Затем ко мне направили группу врачей, команду исследователей из неврологического отделения, которые рассказали мне обо всех доступных вариантах. Они спокойно объяснили, что есть еще один нейрохирург, но сегодня его нет на месте. Я спросила, можно ли поговорить с ним по телефону. Мне позволили. Руководитель группы, доктор Майкл Лоутон, объяснил, что, если ждать конкретно этого нейрохирурга, придется отложить операцию еще на день, поскольку тому придется прилететь в город. Я попыталась уточнить свои шансы. Что может случиться? Сколько еще крови поступит в мой мозг за эти двадцать четыре часа? Какой ущерб это может нанести? Я умру или просто потеряю некоторую чувствительность? Если так, то какую? Можно ли будет ее восстановить? Об этих нюансах так мало известно, что даже в лучшие времена сложно получить четкий ответ – даже если у вас нет кровоизлияния в мозг, даже если вы не напуганы. Я решила дождаться этого доктора.
На следующее утро этот бриллиант нейрохирургии вошел в мою жизнь. Он поговорил со мной и моей семьей о сравнительно новом методе, когда камера погружается в бедренную артерию в верхней части ноги и в передней части таза. Камера эта проходит через все тело вверх до самой головы и показывает, что к чему.
Этот вариант казался настолько приятнее, чем половина головы на подносе, что его мы и выбрали. Вот только причину кровоизлияния так и не нашли.
Незадолго до этого фиаско я пережила еще одно. Я была на осмотре груди, после которого мне позвонил врач и сказал, что ему надо приехать ко мне домой – поговорить.
Подобные фразы никогда не предвещают ничего хорошего. Целый день я ждала новой катастрофы. Разумеется, он сказал, что обнаружил опухоль, причем большую, которая может оказаться злокачественной и прорваться наружу и за которой они будут наблюдать, пока я решу, сколько еще от меня можно отрезать. Я ответила спокойно (я же готовилась к этому моменту весь день!): «Ну, раз это рак, отрезайте обе груди». За эту фразу я должна была получить «Оскар».

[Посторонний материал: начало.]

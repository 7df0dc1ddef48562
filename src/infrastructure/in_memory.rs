//! In-memory repository implementation.
//!
//! [`InMemoryStore`] keeps one ordered map per entity type plus a counter
//! per map for id generation. Both maps sit behind a single
//! `Arc<RwLock<...>>`, so a task and the context it is joined with are
//! always read from the same snapshot.
//!
//! # Features
//!
//! - Ids start at 1, increase strictly, and are never reused
//! - Listing follows id order, which is creation order
//! - All operations return boxed futures for use behind `dyn` traits

use std::collections::BTreeMap;
use std::sync::Arc;

use futures::FutureExt;
use futures::future::BoxFuture;
use tokio::sync::RwLock;

use crate::domain::{
    Context, ContextId, NewContext, NewTask, Task, TaskId, TaskPatch, TaskWithContext,
    default_contexts,
};
use crate::infrastructure::{
    ContextCreation, ContextRepository, RepositoryError, TaskRepository,
};

// =============================================================================
// Store State
// =============================================================================

#[derive(Debug)]
struct StoreState {
    contexts: BTreeMap<ContextId, Context>,
    tasks: BTreeMap<TaskId, Task>,
    next_context_id: u64,
    next_task_id: u64,
}

impl StoreState {
    const fn new() -> Self {
        Self {
            contexts: BTreeMap::new(),
            tasks: BTreeMap::new(),
            next_context_id: 1,
            next_task_id: 1,
        }
    }

    fn allocate_context_id(&mut self) -> Result<ContextId, RepositoryError> {
        let id = self.next_context_id;
        self.next_context_id = id
            .checked_add(1)
            .ok_or_else(|| RepositoryError::Storage("context id space exhausted".to_string()))?;
        Ok(ContextId::new(id))
    }

    fn allocate_task_id(&mut self) -> Result<TaskId, RepositoryError> {
        let id = self.next_task_id;
        self.next_task_id = id
            .checked_add(1)
            .ok_or_else(|| RepositoryError::Storage("task id space exhausted".to_string()))?;
        Ok(TaskId::new(id))
    }

    fn insert_context(&mut self, context: NewContext) -> Result<Context, RepositoryError> {
        let id = self.allocate_context_id()?;
        let context = context.into_context(id);
        self.contexts.insert(id, context.clone());
        Ok(context)
    }

    fn context_named(&self, name: &str) -> Option<&Context> {
        self.contexts.values().find(|context| context.has_name(name))
    }

    /// Joins a task with its context; dangling ids resolve to `None`.
    fn resolve(&self, task: Task) -> TaskWithContext {
        let context = task
            .context_id
            .and_then(|id| self.contexts.get(&id))
            .cloned();
        task.with_context(context)
    }
}

// =============================================================================
// In-Memory Store
// =============================================================================

/// In-memory implementation of [`ContextRepository`] and [`TaskRepository`].
///
/// Cloning is cheap and every clone shares the same data, so one instance
/// can back both traits in the application state.
///
/// # Example
///
/// ```ignore
/// use context_tasks::domain::NewTask;
/// use context_tasks::infrastructure::{InMemoryStore, TaskRepository};
///
/// let store = InMemoryStore::new();
/// let created = TaskRepository::create(&store, NewTask::new("Buy milk", "2% milk")).await?;
/// let found = TaskRepository::find_by_id(&store, created.task.id).await?;
/// ```
#[derive(Debug, Clone)]
pub struct InMemoryStore {
    state: Arc<RwLock<StoreState>>,
}

impl InMemoryStore {
    /// Creates an empty store.
    #[must_use]
    pub fn new() -> Self {
        Self {
            state: Arc::new(RwLock::new(StoreState::new())),
        }
    }

    /// Creates a store pre-populated with `contexts`, in order.
    ///
    /// # Errors
    ///
    /// Returns `RepositoryError::Storage` if the id space is exhausted.
    pub fn seeded<I>(contexts: I) -> Result<Self, RepositoryError>
    where
        I: IntoIterator<Item = NewContext>,
    {
        let mut state = StoreState::new();
        for context in contexts {
            state.insert_context(context)?;
        }
        Ok(Self {
            state: Arc::new(RwLock::new(state)),
        })
    }

    /// Creates a store holding the four default contexts (ids 1 to 4).
    ///
    /// # Errors
    ///
    /// Returns `RepositoryError::Storage` if the id space is exhausted.
    pub fn with_default_contexts() -> Result<Self, RepositoryError> {
        Self::seeded(default_contexts())
    }
}

impl Default for InMemoryStore {
    fn default() -> Self {
        Self::new()
    }
}

#[allow(clippy::significant_drop_tightening)]
impl ContextRepository for InMemoryStore {
    fn create(&self, context: NewContext) -> BoxFuture<'static, Result<Context, RepositoryError>> {
        let state = Arc::clone(&self.state);
        async move {
            let mut guard = state.write().await;
            guard.insert_context(context)
        }
        .boxed()
    }

    fn list(&self) -> BoxFuture<'static, Result<Vec<Context>, RepositoryError>> {
        let state = Arc::clone(&self.state);
        async move {
            let guard = state.read().await;
            Ok(guard.contexts.values().cloned().collect())
        }
        .boxed()
    }

    fn find_by_id(
        &self,
        id: ContextId,
    ) -> BoxFuture<'static, Result<Option<Context>, RepositoryError>> {
        let state = Arc::clone(&self.state);
        async move {
            let guard = state.read().await;
            Ok(guard.contexts.get(&id).cloned())
        }
        .boxed()
    }

    fn find_by_name(
        &self,
        name: &str,
    ) -> BoxFuture<'static, Result<Option<Context>, RepositoryError>> {
        let state = Arc::clone(&self.state);
        let name = name.to_owned();
        async move {
            let guard = state.read().await;
            Ok(guard.context_named(&name).cloned())
        }
        .boxed()
    }

    fn find_or_create(
        &self,
        context: NewContext,
    ) -> BoxFuture<'static, Result<ContextCreation, RepositoryError>> {
        let state = Arc::clone(&self.state);
        async move {
            let mut guard = state.write().await;

            if let Some(existing) = guard.context_named(&context.name) {
                return Ok(ContextCreation {
                    context: existing.clone(),
                    created: false,
                });
            }

            let context = guard.insert_context(context)?;
            Ok(ContextCreation {
                context,
                created: true,
            })
        }
        .boxed()
    }
}

#[allow(clippy::significant_drop_tightening)]
impl TaskRepository for InMemoryStore {
    fn create(&self, task: NewTask) -> BoxFuture<'static, Result<TaskWithContext, RepositoryError>> {
        let state = Arc::clone(&self.state);
        async move {
            let mut guard = state.write().await;
            let id = guard.allocate_task_id()?;
            let task = task.into_task(id);
            guard.tasks.insert(id, task.clone());
            Ok(guard.resolve(task))
        }
        .boxed()
    }

    fn list(&self) -> BoxFuture<'static, Result<Vec<TaskWithContext>, RepositoryError>> {
        let state = Arc::clone(&self.state);
        async move {
            let guard = state.read().await;
            Ok(guard
                .tasks
                .values()
                .map(|task| guard.resolve(task.clone()))
                .collect())
        }
        .boxed()
    }

    fn list_by_context(
        &self,
        context_id: ContextId,
    ) -> BoxFuture<'static, Result<Vec<TaskWithContext>, RepositoryError>> {
        let state = Arc::clone(&self.state);
        async move {
            let guard = state.read().await;
            Ok(guard
                .tasks
                .values()
                .filter(|task| task.context_id == Some(context_id))
                .map(|task| guard.resolve(task.clone()))
                .collect())
        }
        .boxed()
    }

    fn find_by_id(
        &self,
        id: TaskId,
    ) -> BoxFuture<'static, Result<Option<TaskWithContext>, RepositoryError>> {
        let state = Arc::clone(&self.state);
        async move {
            let guard = state.read().await;
            Ok(guard.tasks.get(&id).map(|task| guard.resolve(task.clone())))
        }
        .boxed()
    }

    fn update(
        &self,
        id: TaskId,
        patch: TaskPatch,
    ) -> BoxFuture<'static, Result<TaskWithContext, RepositoryError>> {
        let state = Arc::clone(&self.state);
        async move {
            let mut guard = state.write().await;

            let Some(existing) = guard.tasks.remove(&id) else {
                return Err(RepositoryError::NotFound(format!("task {id}")));
            };

            let updated = existing.apply(patch);
            guard.tasks.insert(id, updated.clone());
            Ok(guard.resolve(updated))
        }
        .boxed()
    }

    fn delete(&self, id: TaskId) -> BoxFuture<'static, Result<bool, RepositoryError>> {
        let state = Arc::clone(&self.state);
        async move {
            let mut guard = state.write().await;
            Ok(guard.tasks.remove(&id).is_some())
        }
        .boxed()
    }
}

// =============================================================================
// Tests
// =============================================================================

Врач ответил: «Будь у меня больше таких пациенток, как вы, больше женщин остались бы в живых».
К счастью, та опухоль хоть и была гигантской, больше, чем моя грудь, оказалась доброкачественной. К несчастью, у меня нашли по опухоли в каждой груди, что потребовало серьезного хирургического вмешательства и кое-каких структурных изменений.
И вот я приходила в себя, лежать на боку стало уже не так больно. Никто, включая меня, и не подумал упомянуть об этом случае перед предстоящей процедурой, да и полное обследование я тоже не проходила. Оказалось, что, когда я лежу в этом положении, кровь собирается в одной части головы. Врачей это приводило в недоумение, поскольку они не понимали, что является источником кровоизлияния.